What are the challenges and rewards when developing treatments for patients with rare diseases?
Saturday 29 February 2020 is Rare Disease Day.
Members of the FPM Gene Therapies and Innovative Technologies Expert Group describe (in brief) what their work involves.
(These statements were first posted in for Rare Disease Day 2019).
Developing and launching medicines in the rare disease environment has numerous complexities. Challenges in the beginning include risk minimised and cost-effective development, balancing the sometimes conflicting needs of regulatory authorities. Challenges towards the end include interpretation of often imperfect evidence to help guide social value judgements.
Only through understanding the suffering of individuals with a rare disease, can pharmaceutical physicians be successful in orientating themselves and bring forth medicines of value through this maze.
Rare diseases not only affect the person diagnosed but they also impact families and the community as a whole.
It’s energising to see all the advancements in diagnostics and treatments such as gene therapy, where communities have worked collaboratively to ask bold questions and solve complex problems.
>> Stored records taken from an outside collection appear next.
//! Integration tests for [`handler_chain::HandlerChain`].
//!
//! Every test handler writes its phase calls into a shared journal, so each test asserts on the
//! exact call order of one chain run.

use std::sync::{Arc, Mutex};

use async_trait::async_trait;
use chrono::Utc;
use dbot_core::{Chat, DbotError, Handler, HandlerResponse, Message, Result, User};
use handler_chain::HandlerChain;

type Journal = Arc<Mutex<Vec<String>>>;

/// Configurable handler that journals `<name>.before`, `<name>.handle`, `<name>.after(<response>)`.
struct Step {
    name: &'static str,
    journal: Journal,
    admit: bool,
    response: HandlerResponse,
    fail_handle: bool,
}

impl Step {
    fn new(name: &'static str, journal: &Journal) -> Self {
        Self {
            name,
            journal: journal.clone(),
            admit: true,
            response: HandlerResponse::Continue,
            fail_handle: false,
        }
    }

    fn stopping(mut self) -> Self {
        self.response = HandlerResponse::Stop;
        self
    }

    fn rejecting(mut self) -> Self {
        self.admit = false;
        self
    }

    fn failing(mut self) -> Self {
        self.fail_handle = true;
        self
    }

    fn log(&self, entry: String) {
        self.journal.lock().unwrap().push(entry);
    }
}

#[async_trait]
impl Handler for Step {
    async fn before(&self, _message: &Message) -> Result<bool> {
        self.log(format!("{}.before", self.name));
        Ok(self.admit)
    }

    async fn handle(&self, _message: &Message) -> Result<HandlerResponse> {
        self.log(format!("{}.handle", self.name));
        if self.fail_handle {
            return Err(DbotError::Bot("send failed".to_string()));
        }
        Ok(self.response)
    }

    async fn after(&self, _message: &Message, response: &HandlerResponse) -> Result<()> {
        self.log(format!("{}.after({:?})", self.name, response));
        Ok(())
    }
}

fn menu_message() -> Message {
    Message {
        id: "42".to_string(),
        user: User {
            id: 7,
            username: Some("reader".to_string()),
            first_name: Some("Anna".to_string()),
            last_name: None,
        },
        chat: Chat {
            id: 7,
            chat_type: "private".to_string(),
        },
        content: "Статистика".to_string(),
        message_type: "text".to_string(),
        created_at: Utc::now(),
    }
}

fn entries(journal: &Journal) -> Vec<String> {
    journal.lock().unwrap().clone()
}

/// **Test: logging-style handler, then a terminal handler that stops.**
///
/// **Expected:** befores in order, handles up to the stopping one, afters in reverse seeing Stop.
#[tokio::test]
async fn test_terminal_handler_stops_and_afters_see_stop() {
    let journal = Journal::default();
    let chain = HandlerChain::new()
        .add_handler(Arc::new(Step::new("log", &journal)))
        .add_handler(Arc::new(Step::new("menu", &journal).stopping()))
        .add_handler(Arc::new(Step::new("unreached", &journal)));

    let response = chain.handle(&menu_message()).await.unwrap();

    assert_eq!(response, HandlerResponse::Stop);
    assert_eq!(
        entries(&journal),
        vec![
            "log.before",
            "menu.before",
            "unreached.before",
            "log.handle",
            "menu.handle",
            "unreached.after(Stop)",
            "menu.after(Stop)",
            "log.after(Stop)",
        ]
    );
}

/// **Test: no handler stops; every handle runs and the chain returns Continue.**
#[tokio::test]
async fn test_all_continue() {
    let journal = Journal::default();
    let chain = HandlerChain::new()
        .add_handler(Arc::new(Step::new("a", &journal)))
        .add_handler(Arc::new(Step::new("b", &journal)));

    let response = chain.handle(&menu_message()).await.unwrap();

    assert_eq!(response, HandlerResponse::Continue);
    assert_eq!(
        entries(&journal),
        vec!["a.before", "b.before", "a.handle", "b.handle", "b.after(Continue)", "a.after(Continue)"]
    );
}

/// **Test: a rejecting before ends the run at once; no handle or after runs.**
#[tokio::test]
async fn test_rejecting_before_stops_everything() {
    let journal = Journal::default();
    let chain = HandlerChain::new()
        .add_handler(Arc::new(Step::new("gate", &journal).rejecting()))
        .add_handler(Arc::new(Step::new("menu", &journal).stopping()));

    let response = chain.handle(&menu_message()).await.unwrap();

    assert_eq!(response, HandlerResponse::Stop);
    assert_eq!(entries(&journal), vec!["gate.before"]);
}

/// **Test: an error from handle propagates and skips the after phase.**
#[tokio::test]
async fn test_handle_error_propagates() {
    let journal = Journal::default();
    let chain = HandlerChain::new()
        .add_handler(Arc::new(Step::new("log", &journal)))
        .add_handler(Arc::new(Step::new("menu", &journal).failing()));

    let result = chain.handle(&menu_message()).await;

    assert!(matches!(result, Err(DbotError::Bot(_))));
    assert_eq!(
        entries(&journal),
        vec!["log.before", "menu.before", "log.handle", "menu.handle"]
    );
}

/// **Test: an empty chain returns Continue; clones share the handler list.**
#[tokio::test]
async fn test_empty_chain_and_clone() {
    let empty = HandlerChain::new();
    assert!(empty.is_empty());
    assert_eq!(empty.handle(&menu_message()).await.unwrap(), HandlerResponse::Continue);

    let journal = Journal::default();
    let chain = HandlerChain::new().add_handler(Arc::new(Step::new("only", &journal).stopping()));
    let cloned = chain.clone();

    assert_eq!(cloned.len(), 1);
    cloned.handle(&menu_message()).await.unwrap();
    assert_eq!(entries(&journal), vec!["only.before", "only.handle", "only.after(Stop)"]);
}
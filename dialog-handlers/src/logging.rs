//! Logs each message in before() and the response in after(); always continues.

use async_trait::async_trait;
use dbot_core::{Handler, HandlerResponse, Message, Result};
use tracing::{debug, info, instrument};

pub struct LoggingHandler;

#[async_trait]
impl Handler for LoggingHandler {
    #[instrument(skip(self, message))]
    async fn before(&self, message: &Message) -> Result<bool> {
        info!(
            user_id = message.user.id,
            chat_id = message.chat.id,
            username = %message.user.username.as_deref().unwrap_or("unknown"),
            message_type = %message.message_type,
            message_content = %message.content,
            "Received message"
        );
        Ok(true)
    }

    #[instrument(skip(self, message, response))]
    async fn after(&self, message: &Message, response: &HandlerResponse) -> Result<()> {
        debug!(
            message_id = ?message.id,
            response = ?response,
            "Processed message"
        );
        Ok(())
    }
}
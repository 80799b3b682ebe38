//! # Handler chain
//!
//! Runs a sequence of handlers for each message. Every handler's `before` runs first (in order); any
//! `before` returning false stops the chain. Then `handle` runs in order until one returns Stop;
//! finally every `after` runs in reverse order with the final response.

use dbot_core::{Handler, HandlerResponse, Message, Result};
use std::sync::Arc;
use tracing::{debug, info, instrument};

/// Ordered list of handlers sharing one message per run.
#[derive(Clone, Default)]
pub struct HandlerChain {
    handlers: Vec<Arc<dyn Handler>>,
}

impl HandlerChain {
    /// Creates an empty chain.
    pub fn new() -> Self {
        Self {
            handlers: Vec::new(),
        }
    }

    /// Appends a handler (runs in order; first Stop ends handler phase).
    pub fn add_handler(mut self, handler: Arc<dyn Handler>) -> Self {
        self.handlers.push(handler);
        self
    }

    /// Number of registered handlers.
    pub fn len(&self) -> usize {
        self.handlers.len()
    }

    pub fn is_empty(&self) -> bool {
        self.handlers.is_empty()
    }

    /// Runs before, handle, after. Returns Stop if any handler stopped the chain, otherwise Continue.
    #[instrument(skip(self, message))]
    pub async fn handle(&self, message: &Message) -> Result<HandlerResponse> {
        info!(
            user_id = message.user.id,
            chat_id = message.chat.id,
            message_id = %message.id,
            "step: handler_chain started"
        );

        for handler in &self.handlers {
            let handler_name = std::any::type_name_of_val(handler.as_ref());
            if !handler.before(message).await? {
                info!(
                    user_id = message.user.id,
                    handler = %handler_name,
                    "step: handler before returned false, chain stopped"
                );
                return Ok(HandlerResponse::Stop);
            }
        }

        let mut final_response = HandlerResponse::Continue;
        for handler in &self.handlers {
            let handler_name = std::any::type_name_of_val(handler.as_ref());
            let response = handler.handle(message).await?;
            debug!(
                handler = %handler_name,
                response = ?response,
                "Handler processed"
            );

            match response {
                HandlerResponse::Stop => {
                    info!(
                        user_id = message.user.id,
                        handler = %handler_name,
                        "step: handler chain stopped by handler"
                    );
                    final_response = response;
                    break;
                }
                HandlerResponse::Continue => continue,
            }
        }

        for handler in self.handlers.iter().rev() {
            handler.after(message, &final_response).await?;
        }

        info!(
            user_id = message.user.id,
            chat_id = message.chat.id,
            message_id = %message.id,
            "step: handler_chain finished"
        );

        Ok(final_response)
    }
}

// Tests live in tests/handler_chain_test.rs
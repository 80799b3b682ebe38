//! Core types: user, chat, message, handler response, and Handler trait.

use async_trait::async_trait;
use chrono::{DateTime, Utc};
use serde::{Deserialize, Serialize};

/// User identity (id, username, names).
#[derive(Debug, Clone, Serialize, Deserialize)]
pub struct User {
    pub id: i64,
    pub username: Option<String>,
    pub first_name: Option<String>,
    pub last_name: Option<String>,
}

/// Chat (channel or private) identity. Replies and per-user dialog state are keyed by `id`.
#[derive(Debug, Clone, Serialize, Deserialize)]
pub struct Chat {
    pub id: i64,
    pub chat_type: String,
}

/// An incoming chat message.
#[derive(Debug, Clone, Serialize, Deserialize)]
pub struct Message {
    pub id: String,
    pub user: User,
    pub chat: Chat,
    /// Message text; empty for non-text messages (photos, stickers, ...).
    pub content: String,
    pub message_type: String,
    pub created_at: DateTime<Utc>,
}

/// Handler result for the chain. Handlers send their replies through [`crate::Bot`] themselves.
#[derive(Debug, Clone, Copy, PartialEq, Eq)]
pub enum HandlerResponse {
    /// Pass to next handler.
    Continue,
    /// The message was handled; later handlers' `handle` is skipped.
    Stop,
}

/// Converts a transport-specific user type to core [`User`].
pub trait ToCoreUser: Send + Sync {
    fn to_core(&self) -> User;
}

/// Converts a transport-specific message type to core [`Message`].
pub trait ToCoreMessage: Send + Sync {
    fn to_core(&self) -> Message;
}

/// Single handler concept: optional before / handle / after. Chain runs all before → handle until Stop → all after (reverse).
#[async_trait]
pub trait Handler: Send + Sync {
    /// Runs before the handle phase. Return false to stop the chain.
    async fn before(&self, _message: &Message) -> crate::error::Result<bool> {
        Ok(true)
    }
    /// Processes the message. Return Stop to end the handle phase. Default: Continue.
    async fn handle(&self, _message: &Message) -> crate::error::Result<HandlerResponse> {
        Ok(HandlerResponse::Continue)
    }
    /// Runs after the handle phase (reverse order), with the final response.
    async fn after(
        &self,
        _message: &Message,
        _response: &HandlerResponse,
    ) -> crate::error::Result<()> {
        Ok(())
    }
}
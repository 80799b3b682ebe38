//! Mock implementation of [`dbot_core::Bot`] for dispatcher tests.
//!
//! Records every outbound call in order so tests can assert on what the user would see.

use async_trait::async_trait;
use dbot_core::{Bot, Chat, DbotError, Result};
use std::path::Path;
use std::sync::atomic::{AtomicUsize, Ordering};
use std::sync::Mutex;

/// One recorded outbound call.
#[derive(Debug, Clone, PartialEq)]
pub enum Sent {
    Text { chat_id: i64, text: String },
    Menu { chat_id: i64, text: String, buttons: Vec<String> },
    /// `dimensions` is read from the file at send time; `None` if it was not a readable image.
    Photo { chat_id: i64, dimensions: Option<(u32, u32)> },
    Deleted { chat_id: i64, message_id: String },
}

#[derive(Default)]
pub struct MockBot {
    sent: Mutex<Vec<Sent>>,
    next_id: AtomicUsize,
    fail_photo: bool,
}

impl MockBot {
    pub fn new() -> Self {
        Self::default()
    }

    /// A bot whose `send_photo` records the call and then fails.
    pub fn failing_photo() -> Self {
        Self {
            fail_photo: true,
            ..Self::default()
        }
    }

    pub fn sent(&self) -> Vec<Sent> {
        self.sent.lock().unwrap().clone()
    }

    /// Texts sent to `chat_id`, in order (plain messages and menus).
    pub fn texts(&self, chat_id: i64) -> Vec<String> {
        self.sent()
            .into_iter()
            .filter_map(|s| match s {
                Sent::Text { chat_id: c, text } | Sent::Menu { chat_id: c, text, .. } if c == chat_id => Some(text),
                _ => None,
            })
            .collect()
    }

    pub fn last_text(&self, chat_id: i64) -> Option<String> {
        self.texts(chat_id).pop()
    }

    fn push(&self, sent: Sent) {
        self.sent.lock().unwrap().push(sent);
    }
}

/// Sniffs the format from content, like Telegram does, instead of trusting the extension.
fn read_dimensions(path: &Path) -> Option<(u32, u32)> {
    let image = image::ImageReader::open(path)
        .ok()?
        .with_guessed_format()
        .ok()?
        .decode()
        .ok()?;
    Some((image.width(), image.height()))
}

#[async_trait]
impl Bot for MockBot {
    async fn send_message(&self, chat: &Chat, text: &str) -> Result<()> {
        self.push(Sent::Text {
            chat_id: chat.id,
            text: text.to_string(),
        });
        Ok(())
    }

    async fn send_message_and_return_id(&self, chat: &Chat, text: &str) -> Result<String> {
        self.send_message(chat, text).await?;
        let id = self.next_id.fetch_add(1, Ordering::SeqCst) + 100;
        Ok(id.to_string())
    }

    async fn send_menu(&self, chat: &Chat, text: &str, buttons: &[&str]) -> Result<()> {
        self.push(Sent::Menu {
            chat_id: chat.id,
            text: text.to_string(),
            buttons: buttons.iter().map(|b| b.to_string()).collect(),
        });
        Ok(())
    }

    async fn send_photo(&self, chat: &Chat, path: &Path) -> Result<()> {
        let dimensions = read_dimensions(path);
        self.push(Sent::Photo {
            chat_id: chat.id,
            dimensions,
        });
        if self.fail_photo {
            return Err(DbotError::Bot("upload rejected".to_string()));
        }
        Ok(())
    }

    async fn delete_message(&self, chat: &Chat, message_id: &str) -> Result<()> {
        self.push(Sent::Deleted {
            chat_id: chat.id,
            message_id: message_id.to_string(),
        });
        Ok(())
    }
}
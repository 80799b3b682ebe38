//! REPL runner: converts each teloxide message to a core Message and hands it to the HandlerChain.
//!
//! teloxide delivers updates of one chat sequentially and different chats concurrently, so the
//! chain is awaited inline; a slow turn delays only its own chat.

use anyhow::Result;
use dbot_core::{Message, ToCoreMessage};
use handler_chain::HandlerChain;
use teloxide::prelude::*;
use tracing::{debug, error, info, instrument};

use super::adapters::TelegramMessageWrapper;

/// Text messages are logged by the chain's logging handler; only other updates are noted here.
fn log_non_text(message: &Message) {
    if message.message_type != "text" {
        debug!(
            user_id = message.user.id,
            chat_id = message.chat.id,
            message_type = %message.message_type,
            "Received non-text message"
        );
    }
}

/// Starts long polling with the given teloxide Bot and HandlerChain. Returns when the bot is stopped.
///
/// Chain errors are logged and never stop the loop.
#[instrument(skip(bot, handler_chain))]
pub async fn run_repl(bot: teloxide::Bot, handler_chain: HandlerChain) -> Result<()> {
    match bot.get_me().await {
        Ok(me) => info!(username = ?me.user.username, "Connected to Telegram"),
        Err(e) => error!(error = %e, "get_me failed; continuing with polling"),
    }

    let chain = handler_chain;
    teloxide::repl(bot, move |_bot: Bot, msg: teloxide::types::Message| {
        let chain = chain.clone();

        async move {
            let core_msg = TelegramMessageWrapper(&msg).to_core();

            log_non_text(&core_msg);

            if let Err(e) = chain.handle(&core_msg).await {
                error!(
                    error = %e,
                    user_id = core_msg.user.id,
                    chat_id = core_msg.chat.id,
                    "Handler chain failed"
                );
            }

            Ok(())
        }
    })
    .await;

    Ok(())
}
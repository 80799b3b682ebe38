//! Adapters from teloxide types to dbot_core types.
//! Non-text messages convert with empty content; the dispatcher answers them like unknown text.

use dbot_core::{Chat, Message, ToCoreMessage, ToCoreUser, User};

/// Wraps a teloxide User for conversion to core [`User`].
pub struct TelegramUserWrapper<'a>(pub &'a teloxide::types::User);

impl<'a> ToCoreUser for TelegramUserWrapper<'a> {
    fn to_core(&self) -> User {
        User {
            id: self.0.id.0 as i64,
            username: self.0.username.clone(),
            first_name: Some(self.0.first_name.clone()),
            last_name: self.0.last_name.clone(),
        }
    }
}

fn chat_type(chat: &teloxide::types::Chat) -> String {
    if chat.is_private() {
        "private"
    } else if chat.is_group() {
        "group"
    } else if chat.is_supergroup() {
        "supergroup"
    } else if chat.is_channel() {
        "channel"
    } else {
        "unknown"
    }
    .to_string()
}

/// Wraps a teloxide Message for conversion to core [`Message`].
pub struct TelegramMessageWrapper<'a>(pub &'a teloxide::types::Message);

impl<'a> ToCoreMessage for TelegramMessageWrapper<'a> {
    fn to_core(&self) -> Message {
        Message {
            id: self.0.id.to_string(),
            user: self
                .0
                .from
                .as_ref()
                .map(|u| TelegramUserWrapper(u).to_core())
                .unwrap_or_else(|| User {
                    id: 0,
                    username: None,
                    first_name: None,
                    last_name: None,
                }),
            chat: Chat {
                id: self.0.chat.id.0,
                chat_type: chat_type(&self.0.chat),
            },
            content: self.0.text().unwrap_or("").to_string(),
            message_type: if self.0.text().is_some() { "text" } else { "other" }.to_string(),
            created_at: chrono::Utc::now(),
        }
    }
}
//! # wiki-client
//!
//! Looks up a Wikipedia page by title through the MediaWiki action API and condenses its
//! plain-text body into a short summary. [`WikiClient::lookup`] never fails: any error becomes
//! a fixed user-facing fallback message.

mod error;
mod summary;

pub use error::{Result, WikiError};
pub use summary::{summarize, SUMMARY_SOURCE_CHARS};

use reqwest::header::USER_AGENT;
use reqwest::Client;
use serde::Deserialize;
use std::collections::HashMap;
use tracing::{debug, info, instrument, warn};

/// Reply used whenever no summary can be produced.
pub const FALLBACK_MESSAGE: &str = "В энциклопедии нет информации об этом";
pub const DEFAULT_LANG: &str = "ru";

const CLIENT_USER_AGENT: &str = concat!("dbot/", env!("CARGO_PKG_VERSION"), " (telegram bot)");

/// Wikipedia client bound to one language edition.
#[derive(Debug, Clone)]
pub struct WikiClient {
    client: Client,
    api_url: String,
}

#[derive(Debug, Deserialize)]
struct QueryResponse {
    query: Option<QueryBody>,
    error: Option<ApiError>,
}

#[derive(Debug, Deserialize)]
struct ApiError {
    #[serde(default)]
    info: String,
}

#[derive(Debug, Default, Deserialize)]
struct QueryBody {
    #[serde(default)]
    pages: Vec<Page>,
    #[serde(default)]
    search: Vec<SearchHit>,
}

#[derive(Debug, Deserialize)]
struct Page {
    title: String,
    #[serde(default)]
    missing: bool,
    #[serde(default)]
    invalid: bool,
    extract: Option<String>,
    pageprops: Option<HashMap<String, serde_json::Value>>,
}

#[derive(Debug, Deserialize)]
struct SearchHit {
    title: String,
}

impl WikiClient {
    /// Creates a client for `https://<lang>.wikipedia.org`.
    pub fn new(lang: &str) -> Self {
        Self {
            client: Client::new(),
            api_url: format!("https://{}.wikipedia.org/w/api.php", lang),
        }
    }

    /// Points the client at another `api.php` endpoint (e.g. a mock server).
    pub fn with_api_url(mut self, api_url: impl Into<String>) -> Self {
        self.api_url = api_url.into();
        self
    }

    pub fn api_url(&self) -> &str {
        &self.api_url
    }

    /// Returns a short summary of the page for `query`, or [`FALLBACK_MESSAGE`].
    #[instrument(skip(self))]
    pub async fn lookup(&self, query: &str) -> String {
        match self.fetch_page(query).await {
            Ok(content) => {
                let summary = summarize(&content);
                if summary.trim().is_empty() {
                    warn!(query = %query, "Encyclopedia page produced an empty summary");
                    return FALLBACK_MESSAGE.to_string();
                }
                info!(query = %query, summary_len = summary.chars().count(), "step: encyclopedia lookup done");
                summary
            }
            Err(e) => {
                warn!(query = %query, error = %e, "Encyclopedia lookup failed");
                FALLBACK_MESSAGE.to_string()
            }
        }
    }

    /// Fetches the plain-text body of the page titled `title`.
    ///
    /// Follows redirects. When the exact title does not exist, the best full-text search hit is tried once.
    pub async fn fetch_page(&self, title: &str) -> Result<String> {
        let title = title.trim();
        if title.is_empty() {
            return Err(WikiError::NotFound(String::new()));
        }

        match self.fetch_extract(title).await {
            Err(WikiError::NotFound(_)) => match self.search_title(title).await? {
                Some(found) if found != title => {
                    debug!(query = %title, found = %found, "Using search suggestion");
                    self.fetch_extract(&found).await
                }
                _ => Err(WikiError::NotFound(title.to_string())),
            },
            other => other,
        }
    }

    async fn fetch_extract(&self, title: &str) -> Result<String> {
        let body = self
            .query(&[
                ("prop", "extracts|pageprops"),
                ("explaintext", "1"),
                ("redirects", "1"),
                ("exlimit", "1"),
                ("titles", title),
            ])
            .await?;

        let page = body
            .pages
            .into_iter()
            .next()
            .ok_or_else(|| WikiError::Provider("response has no pages".to_string()))?;

        if page.missing || page.invalid {
            return Err(WikiError::NotFound(page.title));
        }
        if page
            .pageprops
            .as_ref()
            .is_some_and(|props| props.contains_key("disambiguation"))
        {
            return Err(WikiError::Ambiguous(page.title));
        }

        match page.extract {
            Some(extract) if !extract.trim().is_empty() => Ok(extract),
            _ => Err(WikiError::NotFound(page.title)),
        }
    }

    async fn search_title(&self, query: &str) -> Result<Option<String>> {
        let body = self
            .query(&[("list", "search"), ("srsearch", query), ("srlimit", "1")])
            .await?;
        Ok(body.search.into_iter().next().map(|hit| hit.title))
    }

    async fn query(&self, params: &[(&str, &str)]) -> Result<QueryBody> {
        let response = self
            .client
            .get(&self.api_url)
            .header(USER_AGENT, CLIENT_USER_AGENT)
            .query(&[("action", "query"), ("format", "json"), ("formatversion", "2")])
            .query(params)
            .send()
            .await?;

        let status = response.status();
        if !status.is_success() {
            return Err(WikiError::Provider(format!("request failed ({})", status)));
        }

        let parsed: QueryResponse = response
            .json()
            .await
            .map_err(|e| WikiError::Provider(format!("malformed response: {}", e)))?;

        if let Some(error) = parsed.error {
            return Err(WikiError::Provider(error.info));
        }
        Ok(parsed.query.unwrap_or_default())
    }
}

impl Default for WikiClient {
    fn default() -> Self {
        Self::new(DEFAULT_LANG)
    }
}
pub mod mock_bot;
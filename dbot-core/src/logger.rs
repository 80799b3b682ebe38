//! Logging initialization: console and file share the tracing_subscriber fmt layer (level, target, span, all fields).

use std::fs::{self, OpenOptions};
use std::io;
use std::path::Path;
use std::sync::Arc;

use tracing_subscriber::{
    fmt::format::FmtSpan,
    layer::SubscriberExt,
    util::SubscriberInitExt,
    EnvFilter, Registry,
};

/// Initializes the global tracing subscriber.
///
/// One fmt layer is teed to stdout and the log file (appended; parent directories are created).
/// Log level from `RUST_LOG` (e.g. `info`, `debug`); default `info`. Load `.env` before calling.
pub fn init_tracing(log_file_path: &str) -> anyhow::Result<()> {
    if let Some(parent) = Path::new(log_file_path).parent() {
        if !parent.as_os_str().is_empty() {
            fs::create_dir_all(parent)?;
        }
    }

    let file = OpenOptions::new()
        .create(true)
        .append(true)
        .open(log_file_path)?;
    let file = Arc::new(file);

    let env_filter =
        EnvFilter::try_from_default_env().unwrap_or_else(|_| EnvFilter::new("info"));

    use tracing_subscriber::fmt::writer::MakeWriterExt;
    let writer = io::stdout.and(file);

    let fmt_layer = tracing_subscriber::fmt::layer()
        .with_writer(writer)
        .with_ansi(false)
        .with_span_events(FmtSpan::CLOSE)
        .with_target(true)
        .with_thread_ids(true)
        .with_level(true)
        .with_file(false)
        .with_line_number(false);

    Registry::default()
        .with(env_filter)
        .with(fmt_layer)
        .try_init()
        .map_err(|e| anyhow::anyhow!("Failed to set global subscriber: {}", e))?;

    Ok(())
}
//! # dbot-core
//!
//! Core types and traits for the bot: [`Bot`], [`Handler`], message and user types,
//! and tracing initialization. Transport-agnostic; used by dbot-telegram, handler-chain and dialog-handlers.

pub mod bot;
pub mod error;
pub mod logger;
pub mod types;

pub use bot::{parse_message_id, Bot};
pub use error::{DbotError, Result};
pub use logger::init_tracing;
pub use types::{
    Chat, Handler, HandlerResponse, Message, ToCoreMessage, ToCoreUser, User,
};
Gene therapy is a promising and cutting-edge treatment approach with potential application to more than 80 percent of rare diseases that are believed to have a genetic component and a high unmet need.
With the first gene therapies approved around the globe, many people affected by rare diseases are beginning to see gene therapy as a real possibility in their lifetimes. Because more than half of rare disease patients are children, these advances are especially meaningful.